↓

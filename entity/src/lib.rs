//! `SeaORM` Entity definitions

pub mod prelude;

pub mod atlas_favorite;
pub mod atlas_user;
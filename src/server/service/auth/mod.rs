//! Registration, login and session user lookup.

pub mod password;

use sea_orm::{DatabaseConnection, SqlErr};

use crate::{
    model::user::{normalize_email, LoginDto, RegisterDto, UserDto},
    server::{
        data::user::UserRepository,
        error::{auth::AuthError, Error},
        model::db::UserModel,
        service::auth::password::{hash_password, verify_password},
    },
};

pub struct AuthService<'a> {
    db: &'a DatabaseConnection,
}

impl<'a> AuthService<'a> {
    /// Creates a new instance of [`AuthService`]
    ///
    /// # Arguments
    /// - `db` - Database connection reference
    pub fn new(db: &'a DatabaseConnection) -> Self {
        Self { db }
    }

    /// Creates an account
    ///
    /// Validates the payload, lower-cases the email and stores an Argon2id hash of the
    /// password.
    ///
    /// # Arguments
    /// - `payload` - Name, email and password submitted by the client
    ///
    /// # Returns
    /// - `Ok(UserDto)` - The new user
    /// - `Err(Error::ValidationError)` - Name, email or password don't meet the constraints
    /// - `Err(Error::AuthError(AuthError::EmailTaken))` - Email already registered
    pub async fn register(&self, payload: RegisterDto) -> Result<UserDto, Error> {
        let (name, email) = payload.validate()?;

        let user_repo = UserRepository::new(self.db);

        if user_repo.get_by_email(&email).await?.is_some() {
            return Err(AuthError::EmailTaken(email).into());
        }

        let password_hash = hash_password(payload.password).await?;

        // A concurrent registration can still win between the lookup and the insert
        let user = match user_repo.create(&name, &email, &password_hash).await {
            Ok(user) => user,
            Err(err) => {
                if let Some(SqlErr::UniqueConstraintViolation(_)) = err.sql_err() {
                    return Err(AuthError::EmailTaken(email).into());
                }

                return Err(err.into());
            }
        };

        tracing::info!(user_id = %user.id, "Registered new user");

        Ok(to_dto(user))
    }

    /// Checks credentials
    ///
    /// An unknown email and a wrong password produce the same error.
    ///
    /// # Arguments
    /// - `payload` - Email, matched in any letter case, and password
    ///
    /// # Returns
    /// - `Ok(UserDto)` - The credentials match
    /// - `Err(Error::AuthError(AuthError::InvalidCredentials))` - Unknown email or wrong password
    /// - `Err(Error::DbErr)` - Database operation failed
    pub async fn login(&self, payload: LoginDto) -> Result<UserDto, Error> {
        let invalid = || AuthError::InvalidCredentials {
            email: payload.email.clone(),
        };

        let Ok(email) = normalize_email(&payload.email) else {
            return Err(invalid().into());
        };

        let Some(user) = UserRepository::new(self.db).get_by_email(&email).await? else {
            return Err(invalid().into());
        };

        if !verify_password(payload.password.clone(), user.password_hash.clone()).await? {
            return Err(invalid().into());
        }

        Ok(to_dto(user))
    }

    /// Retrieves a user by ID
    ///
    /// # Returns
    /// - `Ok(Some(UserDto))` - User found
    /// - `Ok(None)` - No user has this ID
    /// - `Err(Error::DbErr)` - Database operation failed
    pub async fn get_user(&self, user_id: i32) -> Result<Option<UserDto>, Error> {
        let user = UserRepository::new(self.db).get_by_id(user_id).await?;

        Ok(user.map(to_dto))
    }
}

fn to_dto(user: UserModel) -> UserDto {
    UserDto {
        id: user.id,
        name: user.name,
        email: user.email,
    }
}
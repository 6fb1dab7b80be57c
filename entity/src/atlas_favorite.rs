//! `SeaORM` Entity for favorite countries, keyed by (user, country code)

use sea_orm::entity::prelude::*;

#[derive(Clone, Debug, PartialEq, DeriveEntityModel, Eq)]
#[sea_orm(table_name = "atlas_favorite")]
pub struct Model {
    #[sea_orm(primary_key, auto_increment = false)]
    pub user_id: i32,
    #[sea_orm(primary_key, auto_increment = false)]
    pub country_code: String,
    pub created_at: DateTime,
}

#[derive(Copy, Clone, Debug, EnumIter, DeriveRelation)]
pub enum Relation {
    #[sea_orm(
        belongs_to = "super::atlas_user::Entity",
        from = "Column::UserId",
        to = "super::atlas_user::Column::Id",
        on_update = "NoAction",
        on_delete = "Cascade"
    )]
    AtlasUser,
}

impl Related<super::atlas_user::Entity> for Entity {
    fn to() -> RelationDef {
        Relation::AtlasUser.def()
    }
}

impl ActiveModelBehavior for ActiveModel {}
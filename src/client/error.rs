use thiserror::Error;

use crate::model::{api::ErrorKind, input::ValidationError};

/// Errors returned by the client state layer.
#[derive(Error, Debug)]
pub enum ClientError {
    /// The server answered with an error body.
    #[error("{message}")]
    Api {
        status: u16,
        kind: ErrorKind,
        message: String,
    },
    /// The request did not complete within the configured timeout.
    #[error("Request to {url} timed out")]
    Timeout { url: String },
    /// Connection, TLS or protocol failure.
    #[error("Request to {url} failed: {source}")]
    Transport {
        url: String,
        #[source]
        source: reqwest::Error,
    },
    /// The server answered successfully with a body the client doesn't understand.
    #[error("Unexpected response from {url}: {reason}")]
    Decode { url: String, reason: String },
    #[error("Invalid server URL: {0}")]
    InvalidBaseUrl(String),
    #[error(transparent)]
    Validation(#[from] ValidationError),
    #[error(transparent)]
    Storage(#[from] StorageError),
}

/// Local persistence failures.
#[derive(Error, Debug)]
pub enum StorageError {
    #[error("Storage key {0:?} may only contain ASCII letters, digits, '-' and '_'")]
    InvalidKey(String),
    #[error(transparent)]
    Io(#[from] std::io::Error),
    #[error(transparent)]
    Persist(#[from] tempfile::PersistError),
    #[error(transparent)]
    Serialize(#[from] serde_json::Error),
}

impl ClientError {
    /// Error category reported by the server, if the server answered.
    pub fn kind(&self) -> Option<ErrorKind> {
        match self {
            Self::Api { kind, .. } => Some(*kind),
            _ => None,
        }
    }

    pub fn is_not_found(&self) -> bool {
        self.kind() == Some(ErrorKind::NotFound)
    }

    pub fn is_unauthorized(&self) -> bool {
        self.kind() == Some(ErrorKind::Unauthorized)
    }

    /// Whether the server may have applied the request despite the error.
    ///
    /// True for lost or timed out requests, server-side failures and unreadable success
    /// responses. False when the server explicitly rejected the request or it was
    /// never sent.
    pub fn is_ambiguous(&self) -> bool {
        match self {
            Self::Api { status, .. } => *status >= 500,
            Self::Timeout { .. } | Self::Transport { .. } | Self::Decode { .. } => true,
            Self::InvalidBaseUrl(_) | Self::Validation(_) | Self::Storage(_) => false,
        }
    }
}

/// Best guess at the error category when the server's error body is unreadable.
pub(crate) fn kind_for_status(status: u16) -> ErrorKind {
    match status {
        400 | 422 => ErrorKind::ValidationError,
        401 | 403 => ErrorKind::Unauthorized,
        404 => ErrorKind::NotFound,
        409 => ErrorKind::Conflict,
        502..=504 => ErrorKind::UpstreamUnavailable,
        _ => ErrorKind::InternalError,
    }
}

↑

[Work request] After examining the listing, give only the count of lines holding the string "Debug".

[Exercise solution] 4